__EXERCISE DESCRIPTION__
Scan the records for "impl" and copy each line that contains it.

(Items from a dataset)
##############################
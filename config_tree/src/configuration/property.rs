//! Merged properties.

use std::sync::Arc;

use crate::definition::DefinitionProperty;
use crate::model::{ModelItem, PropertyKind, PropertyValues};
use crate::path::NodePath;
use crate::value::{Value, ValueType};
use crate::{ConfigTreeError, ConfigTreeResult};

/// The authoritative state of one property after merging.
#[derive(Debug, Clone)]
pub struct ConfigurationProperty {
    name: String,
    path: NodePath,
    kind: PropertyKind,
    value_type: ValueType,
    values: Option<PropertyValues>,
    definitions: Vec<Arc<DefinitionProperty>>,
    deleted: bool,
}

impl ConfigurationProperty {
    pub(crate) fn new(
        node_path: &NodePath,
        name: &str,
        kind: PropertyKind,
        value_type: ValueType,
    ) -> Self {
        Self {
            name: name.to_owned(),
            path: node_path.child_named(name),
            kind,
            value_type,
            values: None,
            definitions: Vec::new(),
            deleted: false,
        }
    }

    pub(crate) fn with_values(mut self, values: PropertyValues) -> Self {
        self.values = Some(values);
        self
    }

    /// A placeholder that keeps this property's provenance and kind but no
    /// value, marked deleted.
    pub(crate) fn tombstone(&self, deleting: &Arc<DefinitionProperty>) -> Self {
        let mut definitions = self.definitions.clone();
        definitions.push(Arc::clone(deleting));
        Self {
            name: self.name.clone(),
            path: self.path.clone(),
            kind: self.kind,
            value_type: self.value_type,
            values: None,
            definitions,
            deleted: true,
        }
    }

    pub(crate) fn relocate(&mut self, node_path: &NodePath) {
        self.path = node_path.child_named(&self.name);
    }

    pub(crate) fn add_definition(&mut self, definition: &Arc<DefinitionProperty>) {
        self.definitions.push(Arc::clone(definition));
    }

    pub(crate) const fn set_kind(&mut self, kind: PropertyKind) {
        self.kind = kind;
    }

    pub(crate) const fn set_value_type(&mut self, value_type: ValueType) {
        self.value_type = value_type;
    }

    pub(crate) fn set_values(&mut self, values: Option<PropertyValues>) {
        self.values = values;
    }

    /// Single, list or set.
    #[must_use]
    pub const fn kind(&self) -> PropertyKind {
        self.kind
    }

    /// Value type shared by all values.
    #[must_use]
    pub const fn value_type(&self) -> ValueType {
        self.value_type
    }

    /// The value storage, or `None` for a tombstone.
    #[must_use]
    pub const fn raw_values(&self) -> Option<&PropertyValues> {
        self.values.as_ref()
    }

    /// The single value.
    ///
    /// # Errors
    ///
    /// Returns [`ConfigTreeError::ValueAccessor`] for list and set properties.
    pub fn value(&self) -> ConfigTreeResult<Option<&Value>> {
        match &self.values {
            _ if self.kind.is_multiple() => Err(self.accessor_error("single-value")),
            Some(PropertyValues::Single(value)) => Ok(Some(value)),
            _ => Ok(None),
        }
    }

    /// The values of a list or set.
    ///
    /// # Errors
    ///
    /// Returns [`ConfigTreeError::ValueAccessor`] for single-valued properties.
    pub fn values(&self) -> ConfigTreeResult<&[Value]> {
        match &self.values {
            _ if !self.kind.is_multiple() => Err(self.accessor_error("multi-value")),
            Some(PropertyValues::Multiple(values)) => Ok(values),
            _ => Ok(&[]),
        }
    }

    fn accessor_error(&self, requested: &'static str) -> Arc<ConfigTreeError> {
        Arc::new(ConfigTreeError::ValueAccessor {
            path: self.path.clone(),
            actual: self.kind,
            requested,
        })
    }

    /// Every definition that touched this property, oldest first.
    #[must_use]
    pub fn definitions(&self) -> &[Arc<DefinitionProperty>] {
        &self.definitions
    }

    /// Origins of [`Self::definitions`], joined for diagnostics.
    #[must_use]
    pub fn origins(&self) -> String {
        join_origins(self.definitions.iter().map(|d| d.origin()))
    }

    /// Returns `true` for a tombstone awaiting pruning.
    #[must_use]
    pub const fn is_deleted(&self) -> bool {
        self.deleted
    }
}

impl ModelItem for ConfigurationProperty {
    fn name(&self) -> &str {
        &self.name
    }

    fn path(&self) -> &NodePath {
        &self.path
    }
}

pub(crate) fn join_origins<'a>(origins: impl Iterator<Item = &'a str>) -> String {
    let joined: Vec<&str> = origins.collect();
    if joined.is_empty() {
        String::from("<bootstrap>")
    } else {
        joined.join(", ")
    }
}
##############################
__WRITTEN SOLUTION__
impl ConfigurationProperty {
impl ModelItem for ConfigurationProperty {
pub(crate) fn join_origins<'a>(origins: impl Iterator<Item = &'a str>) -> String {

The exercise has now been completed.